Russians now say new Antarctica bacteria actually contamination - 8ig8
http://science.nbcnews.com/_news/2013/03/11/17272571-russians-now-say-new-antarctica-bacteria-actually-contamination

======
tokenadult
From the article:

"The quick backtrack illustrates the danger of bypassing peer review when
announcing new results, Peter Doran, an Arctic and Antarctic researcher at the
University of Illinois at Chicago, told OurAmazingPlanet.

. . . .

"'You can say anything you want in a press release,' Doran said. 'The peer
review literature (by contrast) is very controlled. It needs to be
substantiated, and written in clear language.'"

Yep. That's the problem. There is a well known science news cycle

<http://www.phdcomics.com/comics.php?f=1174>

in which a researcher announces a preliminary result, but as a press release
is compiled, the result is hyped up. Then credulous journalists who don't know
much about science hype it some more.

My all-time favorite link to share in any Hacker News discussion of a
speculative research finding like those posted here in the last few days is
the article "Warning Signs in Experimental Design and Interpretation" by Peter
Norvig, director of research at Google, on how to interpret scientific
research.

<http://norvig.com/experiment-design.html>

Check each submission to Hacker News you read for how many of the important
issues in interpreting research are NOT discussed in the submission.

------
DIVx0
What does this mean for any future findings from this effort?
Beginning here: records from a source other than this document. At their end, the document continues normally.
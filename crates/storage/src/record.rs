use std::collections::BTreeMap;

use serde::{Deserialize, Serialize};

/// Exact-match tag filter: every (name, value) pair must be present on a
/// record for it to match. An empty filter matches every record of the type.
pub type TagFilter = BTreeMap<String, String>;

/// An opaque record as stored in the backend.
///
/// `value` is a JSON document owned by the caller; the backend never looks
/// inside it. Only `tags` are queryable.
#[derive(Debug, Clone, PartialEq, Eq, Serialize, Deserialize)]
pub struct StorageRecord {
    pub record_type: String,
    pub id: String,
    pub value: String,
    pub tags: BTreeMap<String, String>,
    /// Monotonic version, 0 on insert and bumped by every successful update.
    pub version: i64,
}

impl StorageRecord {
    pub fn new(
        record_type: impl Into<String>,
        id: impl Into<String>,
        value: impl Into<String>,
        tags: BTreeMap<String, String>,
    ) -> Self {
        StorageRecord {
            record_type: record_type.into(),
            id: id.into(),
            value: value.into(),
            tags,
            version: 0,
        }
    }

    /// True if every pair in `filter` is present on this record.
    pub fn matches(&self, filter: &TagFilter) -> bool {
        filter
            .iter()
            .all(|(name, value)| self.tags.get(name) == Some(value))
    }
}

/// Render a tag filter for error messages.
pub(crate) fn describe_filter(filter: &TagFilter) -> String {
    let pairs: Vec<String> = filter.iter().map(|(k, v)| format!("{k}={v}")).collect();
    format!("{{{}}}", pairs.join(", "))
}
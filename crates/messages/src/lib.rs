//! aries-messages: DIDComm wire models for the exchange engine.
//!
//! Covers `@type` parsing and version negotiation, the `~thread`,
//! `~trace` and `~attach` decorators, issue-credential 1.0,
//! present-proof 1.0 and notification problem reports, and the Indy
//! proof request carried by presentation requests.

pub mod credential;
pub mod decorators;
pub mod error;
pub mod message;
pub mod message_type;
pub mod presentation;
pub mod problem_report;
pub mod proof_request;
pub mod protocol;

pub use credential::{
    CredAttrSpec, CredentialAck, CredentialIssue, CredentialOffer, CredentialPreview,
    CredentialProposal, CredentialRequest,
};
pub use decorators::{AttachDecorator, MessageHeader, ThreadDecorator, TraceDecorator};
pub use error::MessageError;
pub use message::Message;
pub use message_type::{MessageType, Prefix, ProtocolVersion};
pub use presentation::{
    PresAttrSpec, PresPredSpec, Presentation, PresentationAck, PresentationPreview,
    PresentationProposal, PresentationRequest,
};
pub use problem_report::ProblemReport;
pub use proof_request::{AttrSpec, IndyProofRequest, NonRevoked, PredSpec, Restriction};
pub use protocol::{ProtocolDefinition, ProtocolRegistry};
use std::future::Future;

use super::{make_record, CaseOutcome};
use crate::{AgentStorage, StorageError};

pub(super) async fn run_add_tests<S, F, Fut>(factory: &F) -> Vec<CaseOutcome>
where
    S: AgentStorage,
    F: Fn() -> Fut,
    Fut: Future<Output = S>,
{
    vec![
        CaseOutcome::new(
            "add",
            "add_creates_record_at_version_0",
            add_creates_record_at_version_0(factory).await,
        ),
        CaseOutcome::new(
            "add",
            "add_ignores_caller_supplied_version",
            add_ignores_caller_supplied_version(factory).await,
        ),
        CaseOutcome::new(
            "add",
            "add_duplicate_rejected",
            add_duplicate_rejected(factory).await,
        ),
        CaseOutcome::new(
            "add",
            "same_id_different_type_allowed",
            same_id_different_type_allowed(factory).await,
        ),
    ]
}

async fn add_creates_record_at_version_0<S, F, Fut>(factory: &F) -> Result<(), String>
where
    S: AgentStorage,
    F: Fn() -> Fut,
    Fut: Future<Output = S>,
{
    let s = factory().await;
    let record = make_record("exchange", "ex-1", &[("state", "offer_sent")]);
    s.add_record(record.clone())
        .await
        .map_err(|e| format!("add: {e}"))?;
    let stored = s
        .get_record("exchange", "ex-1")
        .await
        .map_err(|e| format!("get: {e}"))?;
    if stored.version != 0 {
        return Err(format!("expected version 0, got {}", stored.version));
    }
    if stored.value != record.value || stored.tags != record.tags {
        return Err(format!("stored record differs: {stored:?}"));
    }
    Ok(())
}

async fn add_ignores_caller_supplied_version<S, F, Fut>(factory: &F) -> Result<(), String>
where
    S: AgentStorage,
    F: Fn() -> Fut,
    Fut: Future<Output = S>,
{
    let s = factory().await;
    let mut record = make_record("exchange", "ex-1", &[]);
    record.version = 42;
    s.add_record(record).await.map_err(|e| format!("add: {e}"))?;
    let stored = s
        .get_record("exchange", "ex-1")
        .await
        .map_err(|e| format!("get: {e}"))?;
    if stored.version != 0 {
        return Err(format!("expected version 0, got {}", stored.version));
    }
    Ok(())
}

async fn add_duplicate_rejected<S, F, Fut>(factory: &F) -> Result<(), String>
where
    S: AgentStorage,
    F: Fn() -> Fut,
    Fut: Future<Output = S>,
{
    let s = factory().await;
    s.add_record(make_record("exchange", "ex-1", &[]))
        .await
        .map_err(|e| format!("first add: {e}"))?;
    match s.add_record(make_record("exchange", "ex-1", &[])).await {
        Err(StorageError::Duplicate { record_type, id }) => {
            if record_type != "exchange" || id != "ex-1" {
                return Err(format!("wrong fields on Duplicate: {record_type}/{id}"));
            }
            Ok(())
        }
        other => Err(format!("expected Duplicate, got {other:?}")),
    }
}

async fn same_id_different_type_allowed<S, F, Fut>(factory: &F) -> Result<(), String>
where
    S: AgentStorage,
    F: Fn() -> Fut,
    Fut: Future<Output = S>,
{
    let s = factory().await;
    s.add_record(make_record("exchange", "shared", &[]))
        .await
        .map_err(|e| format!("add exchange: {e}"))?;
    s.add_record(make_record("registry", "shared", &[]))
        .await
        .map_err(|e| format!("add registry: {e}"))?;
    Ok(())
}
For the purpose
of examining ancient lifeforms in this lake; is the lake now considered
contaminated by surface organisms?

------
sergiotapia
Kind of bummed out over this news to be honest. Well, we still have deep sea
exploration - I'm sure there's something down there that we haven't found yet.

------
lttlrck
And "previously unknown" contamination at that. That team has just lost a lot
of credibility.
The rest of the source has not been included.